ASSIGNMENT: Using the entries below, copy out all lines where "StateChanged" is found.

Collected data
+ + + +
//! State relay: forwards mesh events to the bus and bus commands to the mesh.
//!
//! The relay holds no state of its own beyond the immutable device set.
//! Failures of the collaborators are logged and dropped; nothing is retried
//! here.

use meshbridge_domain::command::Command;
use meshbridge_domain::device::DeviceSet;
use meshbridge_domain::id::DeviceId;

use crate::ports::{BusClient, BusEvent, MeshEvent, MeshTransport};
use crate::services::translator::{self, Dispatch, Translation};

/// Stateless two-way forwarder between a mesh transport and a bus client.
pub struct StateRelay<M, B> {
    mesh: M,
    bus: B,
    devices: DeviceSet,
}

impl<M, B> StateRelay<M, B>
where
    M: MeshTransport,
    B: BusClient,
{
    pub fn new(mesh: M, bus: B, devices: DeviceSet) -> Self {
        Self { mesh, bus, devices }
    }

    pub fn mesh(&self) -> &M {
        &self.mesh
    }

    pub fn devices(&self) -> &DeviceSet {
        &self.devices
    }

    /// Forward a mesh state or scene event to the bus.
    ///
    /// Connection events are the supervisor's business and are ignored here.
    pub async fn forward_mesh_event(&self, event: MeshEvent) {
        match event {
            MeshEvent::StateChanged { device_id, state } => {
                tracing::debug!(%device_id, %state, "relaying mesh state to bus");
                if let Err(err) = self.bus.update_state(device_id, state).await {
                    tracing::warn!(%device_id, error = %err, "unable to publish device state");
                }
            }
            MeshEvent::SceneTriggered {
                device_id,
                scene_id,
            } => {
                tracing::debug!(%device_id, %scene_id, "relaying scene trigger to bus");
                if let Err(err) = self.bus.scene_triggered(scene_id).await {
                    tracing::warn!(%scene_id, error = %err, "unable to publish scene trigger");
                }
            }
            MeshEvent::ConnectFailed | MeshEvent::Authenticated => {}
        }
    }

    /// React to a bus event: announce devices on connect, dispatch commands.
    pub async fn handle_bus_event(&self, event: BusEvent) {
        match event {
            BusEvent::Connected => {
                tracing::info!(devices = self.devices.len(), "connected to bus, publishing discovery");
                if let Err(err) = self.bus.discover(&self.devices).await {
                    tracing::warn!(error = %err, "unable to publish device discovery");
                }
            }
            BusEvent::Command { device_id, command } => {
                self.handle_command(device_id, command).await;
            }
        }
    }

    /// Translate and execute one command coming from the bus.
    #[tracing::instrument(skip(self, command))]
    pub async fn handle_command(&self, device_id: DeviceId, command: Command) {
        let device = match self.devices.require(device_id) {
            Ok(device) => device,
            Err(err) => {
                tracing::warn!(error = %err, "dropping command for unknown device");
                return;
            }
        };
        let translation = translator::translate(device, command);
        self.execute(translation).await;
    }

    /// Publish the optimistic echo (if any), then send the dispatch to the mesh.
    pub async fn execute(&self, translation: Translation) {
        let Translation { echo, dispatch } = translation;

        if let Some(echo) = echo {
            if let Err(err) = self.bus.update_state(echo.device_id, echo.payload()).await {
                tracing::warn!(device_id = %echo.device_id, error = %err, "unable to echo switch state");
            }
        }

        let result = match &dispatch {
            Dispatch::TriggerScene(device_id) => self.mesh.trigger_scene(*device_id).await,
            Dispatch::TurnOn(device_id, command) => self.mesh.turn_on(*device_id, command).await,
            Dispatch::TurnOff(device_id, command) => self.mesh.turn_off(*device_id, command).await,
        };
        if let Err(err) = result {
            tracing::warn!(?dispatch, error = %err, "mesh dispatch failed");
        }
    }
}

#[cfg(test)]
mod tests {
    use super::*;
    use std::sync::Arc;

    use serde_json::json;

    use meshbridge_domain::command::{DetailedCommand, SwitchCommand};
    use meshbridge_domain::id::SceneId;

    use crate::testing::{self, BusCall, Call, MeshCall, SpyBus, SpyMesh};

    fn relay() -> (StateRelay<Arc<SpyMesh>, Arc<SpyBus>>, testing::CallLog) {
        let log = testing::CallLog::default();
        let mesh = Arc::new(SpyMesh::new(log.clone()));
        let bus = Arc::new(SpyBus::new(log.clone()));
        (StateRelay::new(mesh, bus, testing::site_devices()), log)
    }

    fn detailed(value: serde_json::Value) -> Command {
        Command::Detailed(serde_json::from_value(value).unwrap())
    }

    #[tokio::test]
    async fn should_echo_before_turning_on_switch_command() {
        let (relay, log) = relay();
        relay
            .handle_bus_event(BusEvent::Command {
                device_id: DeviceId::new(1),
                command: Command::Switch(SwitchCommand::new("ON")),
            })
            .await;

        assert_eq!(
            log.calls(),
            vec![
                Call::Bus(BusCall::UpdateState(DeviceId::new(1), json!({"state": 1}))),
                Call::Mesh(MeshCall::TurnOn(
                    DeviceId::new(1),
                    DetailedCommand::with_state("ON")
                )),
            ]
        );
    }

    #[tokio::test]
    async fn should_echo_zero_before_turning_off_switch_command() {
        let (relay, log) = relay();
        relay
            .handle_command(DeviceId::new(4), Command::Switch(SwitchCommand::new("OFF")))
            .await;

        assert_eq!(
            log.calls(),
            vec![
                Call::Bus(BusCall::UpdateState(DeviceId::new(4), json!({"state": 0}))),
                Call::Mesh(MeshCall::TurnOff(
                    DeviceId::new(4),
                    DetailedCommand::with_state("OFF")
                )),
            ]
        );
    }

    #[tokio::test]
    async fn should_turn_off_with_full_detailed_command_and_no_echo() {
        let (relay, log) = relay();
        relay
            .handle_command(
                DeviceId::new(2),
                detailed(json!({"state": "OFF", "brightness": 10})),
            )
            .await;

        let calls = log.calls();
        assert_eq!(calls.len(), 1);
        let Call::Mesh(MeshCall::TurnOff(id, command)) = &calls[0] else {
            panic!("expected a turn-off call, got {calls:?}");
        };
        assert_eq!(*id, DeviceId::new(2));
        assert_eq!(
            serde_json::to_value(command).unwrap(),
            json!({"state": "OFF", "brightness": 10})
        );
    }

    #[tokio::test]
    async fn should_only_trigger_scene_for_scene_device() {
        let (relay, log) = relay();
        relay
            .handle_command(DeviceId::new(5), Command::Switch(SwitchCommand::new("ON")))
            .await;
        relay
            .handle_command(DeviceId::new(5), detailed(json!({"state": "OFF"})))
            .await;

        assert_eq!(
            log.calls(),
            vec![
                Call::Mesh(MeshCall::TriggerScene(DeviceId::new(5))),
                Call::Mesh(MeshCall::TriggerScene(DeviceId::new(5))),
            ]
        );
    }

    #[tokio::test]
    async fn should_drop_command_for_unknown_device() {
        let (relay, log) = relay();
        relay
            .handle_command(DeviceId::new(99), Command::Switch(SwitchCommand::new("ON")))
            .await;
        assert!(log.calls().is_empty());
    }

    #[tokio::test]
    async fn should_forward_mesh_state_verbatim() {
        let (relay, log) = relay();
        let state = json!({"state": "ON", "brightness": 77});
        relay
            .forward_mesh_event(MeshEvent::StateChanged {
                device_id: DeviceId::new(2),
                state: state.clone(),
            })
            .await;
        assert_eq!(
            log.calls(),
            vec![Call::Bus(BusCall::UpdateState(DeviceId::new(2), state))]
        );
    }

    #[tokio::test]
    async fn should_forward_scene_trigger_to_bus() {
        let (relay, log) = relay();
        relay
            .forward_mesh_event(MeshEvent::SceneTriggered {
                device_id: DeviceId::new(5),
                scene_id: SceneId::new(3),
            })
            .await;
        assert_eq!(
            log.calls(),
            vec![Call::Bus(BusCall::SceneTriggered(SceneId::new(3)))]
        );
    }

    #[tokio::test]
    async fn should_ignore_connection_events() {
        let (relay, log) = relay();
        relay.forward_mesh_event(MeshEvent::ConnectFailed).await;
        relay.forward_mesh_event(MeshEvent::Authenticated).await;
        assert!(log.calls().is_empty());
    }

    #[tokio::test]
    async fn should_publish_discovery_when_bus_connects() {
        let (relay, log) = relay();
        relay.handle_bus_event(BusEvent::Connected).await;
        assert_eq!(log.calls(), vec![Call::Bus(BusCall::Discover(4))]);
    }

    #[tokio::test]
    async fn should_swallow_mesh_dispatch_failure() {
        let (relay, log) = relay();
        relay.mesh().fail_commands();
        relay
            .handle_command(DeviceId::new(2), detailed(json!({"state": "ON"})))
            .await;
        assert_eq!(log.calls().len(), 1);
    }
}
+ + + +
RESPONSE TO THIS EXERCISE:
            MeshEvent::StateChanged { device_id, state } => {
            .forward_mesh_event(MeshEvent::StateChanged {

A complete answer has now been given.